Ipesaúde disponibiliza atendimento domiciliar aos pacientes
Sentada na sua poltrona, em sua casa no Conjunto Fernando Collor em Nossa Senhora do Socorro, Dona Maria Virginia dos Santos, de 83 anos, recebeu a visita comum sorriso estampado no rosto. “ Adoro essas meninas, “ disse ela se referindo a enfermeira Stephane Sampaio que acabava de chegar para a primeira visita domiciliar da paciente. “Ela caiu e quebrou o braço e passou por uma cirurgia e por isso não tinha como ir até o Ipesaúde para ser atendida”, explicou a filha Edla Santos. Ela estava surpresa com o serviço de atendimento domiciliar que foi descoberto por acaso. Dona Maria Virgínia, estava um certo dia, no Centro de Atendimento Luciano Barreto Júnior, que costuma ir com frequência, já que é diabética, quando foi abordada pela assistente social do Ipesaúde. Emocionada, ela relatou os problemas de saúde que enfrenta e também falou um pouco da própria vida. Foi assim, que ela, foi incluída no programa de educação de promoção a saúde do beneficiário, o Pepasp.
Ipesaúde disponibiliza atendimento domiciliar aos pacientes (Imagem: Ipesaúde)
“O programa é destinado para pacientes , que têm histórico de internações ou atendimento de urgência frequentes, pacientes que apresentam algum tipo de rebeldia ao tratamento ou pacientes acamados”, explica a coordenadora do Centro de Atenção a Saúde Luciano Barreto Júnior, Cleia Dionísio. Somente no mês de outubro foram 1280 atendimentos do programa.O Pepasb funciona na Praça Almirante Tamandaré, 75, bairro São José. Telefone: 3211-2571.

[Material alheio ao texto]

//! Shared test utilities for the folio test suite.
//!
//! Provides fixture setup, a small inline catalog, and host-side fakes for
//! the two seams the core talks through: a [`RecordingWarmer`] standing in
//! for the media cache and [`FakeVideo`] handles standing in for `<video>`
//! elements.
//!
//! # Usage
//!
//! ```rust
//! use crate::test_helpers::*;
//!
//! let log = VideoLog::default();
//! let mut carousel = Carousel::init(items);
//! carousel.mount_video(2, log.video(2));
//! carousel.on_slide_settled(2, &mut preloader);
//! assert!(log.is_playing(2));
//! ```

use std::cell::RefCell;
use std::collections::{BTreeMap, HashSet};
use std::path::Path;
use std::rc::Rc;
use tempfile::TempDir;

use crate::carousel::{PlaybackError, VideoElement};
use crate::catalog::Catalog;
use crate::preload::{CacheWarmer, WarmError};

// =========================================================================
// Fixture setup
// =========================================================================

/// Copy `fixtures/content/` to a temp directory and return it.
///
/// Tests get an isolated copy they can mutate without affecting other tests
/// or the source fixtures.
pub fn setup_fixtures() -> TempDir {
    let tmp = TempDir::new().unwrap();
    let fixtures = Path::new(env!("CARGO_MANIFEST_DIR")).join("fixtures/content");
    copy_dir_recursive(&fixtures, tmp.path()).unwrap();
    tmp
}

fn copy_dir_recursive(src: &Path, dst: &Path) -> std::io::Result<()> {
    for entry in std::fs::read_dir(src)? {
        let entry = entry?;
        let src_path = entry.path();
        let dst_path = dst.join(entry.file_name());

        if src_path.is_dir() {
            std::fs::create_dir_all(&dst_path)?;
            copy_dir_recursive(&src_path, &dst_path)?;
        } else {
            std::fs::copy(&src_path, &dst_path)?;
        }
    }
    Ok(())
}

// =========================================================================
// Catalogs
// =========================================================================

/// Three clients `alpha`, `beta`, `gamma` in that order.
///
/// - `alpha`: two images and one video with a poster, website, categories
/// - `beta`: one image, credit line
/// - `gamma`: no media at all and no optional fields
pub fn minimal_catalog_toml() -> &'static str {
    r#"
[intro]
name = "Test Person"
tagline = "Maker of things"
phrases = ["a", "bb"]
paragraphs = ["Hello there."]
experience_link = "experience"

[skills]
title = "Skills"
items = [
    { name = "Code", icon = "fa-code", level = 90, description = "Types and tests" },
    { name = "Mystery", icon = "fa-unmapped", level = 35 },
]

[[stats]]
value = "12+"
label = "Years"

[[clients]]
id = "alpha"
name = "Alpha Co"
icon = "fa-suitcase"
description = "Campaigns for **Alpha**."
website = "alpha.example"
images = ["/images/alpha/1.jpg", "/images/alpha/2.jpg"]
videos = [{ src = "/images/alpha/reel.mp4", poster = "/images/alpha/reel.jpg" }]
categories = ["hospitality", "web"]

[[clients]]
id = "beta"
name = "Beta"
icon = "fa-road"
description = "Road safety."
credit = "Photography: Someone."
images = ["/images/beta/1.jpg"]

[[clients]]
id = "gamma"
name = "Gamma"
icon = "fa-nonexistent"
description = "No media."

[workplace]
id = "experience"
title = "Experience."
subtitle = "Years of it."
images = ["/images/studio/desk.jpg", "/images/studio/wall.jpg"]

[[workplace.roles]]
title = "Lead Developer"
period = "2013 - Present"
organisation = "Studio"
location = "Melbourne"
website = "studio.example"
body = ["Built things."]

[[workplace.roles]]
title = "Tutor"
period = "2012 - 2013"
organisation = "School"

[[workplace.education]]
title = "Diploma"
institution = "School"
"#
}

pub fn minimal_catalog() -> Catalog {
    Catalog::from_toml_str(minimal_catalog_toml()).unwrap()
}

// =========================================================================
// Cache warmer fake
// =========================================================================

/// Records every warm request, in call order, including failed ones.
#[derive(Debug, Default)]
pub struct RecordingWarmer {
    calls: Vec<String>,
    failing: HashSet<String>,
}

impl RecordingWarmer {
    /// A warmer that reports `NotFound` for the given URLs.
    pub fn failing(urls: &[&str]) -> Self {
        Self {
            calls: Vec::new(),
            failing: urls.iter().map(|u| u.to_string()).collect(),
        }
    }

    pub fn urls(&self) -> Vec<String> {
        self.calls.clone()
    }

    pub fn clear(&mut self) {
        self.calls.clear();
    }
}

impl CacheWarmer for RecordingWarmer {
    fn warm(&mut self, url: &str) -> Result<(), WarmError> {
        self.calls.push(url.to_string());
        if self.failing.contains(url) {
            return Err(WarmError::NotFound(url.to_string()));
        }
        Ok(())
    }
}

// =========================================================================
// Video element fake
// =========================================================================

#[derive(Debug, Default, Clone, Copy)]
struct FakeVideoState {
    playing: bool,
    time: f64,
}

/// Shared, inspectable playback state of every [`FakeVideo`] it hands out.
#[derive(Debug, Default, Clone)]
pub struct VideoLog {
    videos: Rc<RefCell<BTreeMap<usize, FakeVideoState>>>,
}

impl VideoLog {
    /// A video handle for slide `index` that plays when asked.
    pub fn video(&self, index: usize) -> FakeVideo {
        self.handle(index, false)
    }

    /// A video handle whose `play()` is rejected, like an autoplay block.
    pub fn blocked_video(&self, index: usize) -> FakeVideo {
        self.handle(index, true)
    }

    fn handle(&self, index: usize, blocked: bool) -> FakeVideo {
        self.videos.borrow_mut().entry(index).or_default();
        FakeVideo {
            index,
            blocked,
            log: self.clone(),
        }
    }

    pub fn is_playing(&self, index: usize) -> bool {
        self.videos
            .borrow()
            .get(&index)
            .is_some_and(|v| v.playing)
    }

    /// Current playback position in seconds.
    pub fn time(&self, index: usize) -> f64 {
        self.videos.borrow().get(&index).map_or(0.0, |v| v.time)
    }

    /// Move every playing video forward by `seconds`.
    pub fn advance_playing(&self, seconds: f64) {
        for state in self.videos.borrow_mut().values_mut() {
            if state.playing {
                state.time += seconds;
            }
        }
    }

    pub fn playing(&self) -> Vec<usize> {
        self.videos
            .borrow()
            .iter()
            .filter(|(_, v)| v.playing)
            .map(|(i, _)| *i)
            .collect()
    }

    fn update(&self, index: usize, f: impl FnOnce(&mut FakeVideoState)) {
        if let Some(state) = self.videos.borrow_mut().get_mut(&index) {
            f(state);
        }
    }
}

#[derive(Debug)]
pub struct FakeVideo {
    index: usize,
    blocked: bool,
    log: VideoLog,
}

impl VideoElement for FakeVideo {
    fn pause(&mut self) {
        self.log.update(self.index, |v| v.playing = false);
    }

    fn rewind(&mut self) {
        self.log.update(self.index, |v| v.time = 0.0);
    }

    fn play(&mut self) -> Result<(), PlaybackError> {
        if self.blocked {
            return Err(PlaybackError::Blocked);
        }
        self.log.update(self.index, |v| v.playing = true);
        Ok(())
    }
}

No caso especifico da visita domiciliar, o paciente precisa ter três ou mais doenças crônicas para ser contemplado. “Ele ou o acompanhante, procura a coordenação do programa e solicita o serviço. Nós vamos avaliar e aí realizaremos a visita”, explicou a enfermeira Stephane Sampaio. No caso de Dona Virgínia, ela tem hipertensão, diabetes, artrite, artrose colesterol alto. No atendimento é verificado o índice de glicemia e a pressão arterial, além de observar se a paciente está tomando os medicamentos e como está reagindo ao tratamento. “ Nessa primeira visita, são quatro questionários, um que é para saber as doenças que ela tem, outro que é o termo de autorização do programa, um outro mais detalhado sobre as medicações que ela usa e o último que é um questionário social, sobre como o paciente vive, como se sente em relação a família, que dependendo das respostas, ele pode ser encaminhado a um psicólogo”, informou a enfermeira. Além desse atendimento domiciliar, os pacientes acamados recebem o atendimento ambulatorial com a visita dos médicos. A equipe também realiza atendimento hospitalar, sem falar do contato diário por telefone e o acolhimento que o setor promove.
Terminado o atendimento, Dona Virginia agradeceu a visita, “ adoro receber visitas e todo mundo do Ipesaúde, quando vou lá, "Ave Maria" pense na festa, os funcionários, os médicos, todo mundo já me conhece, eu me sinto muito bem e ter vocês em minha casa foi melhor ainda”, concluiu a usuária.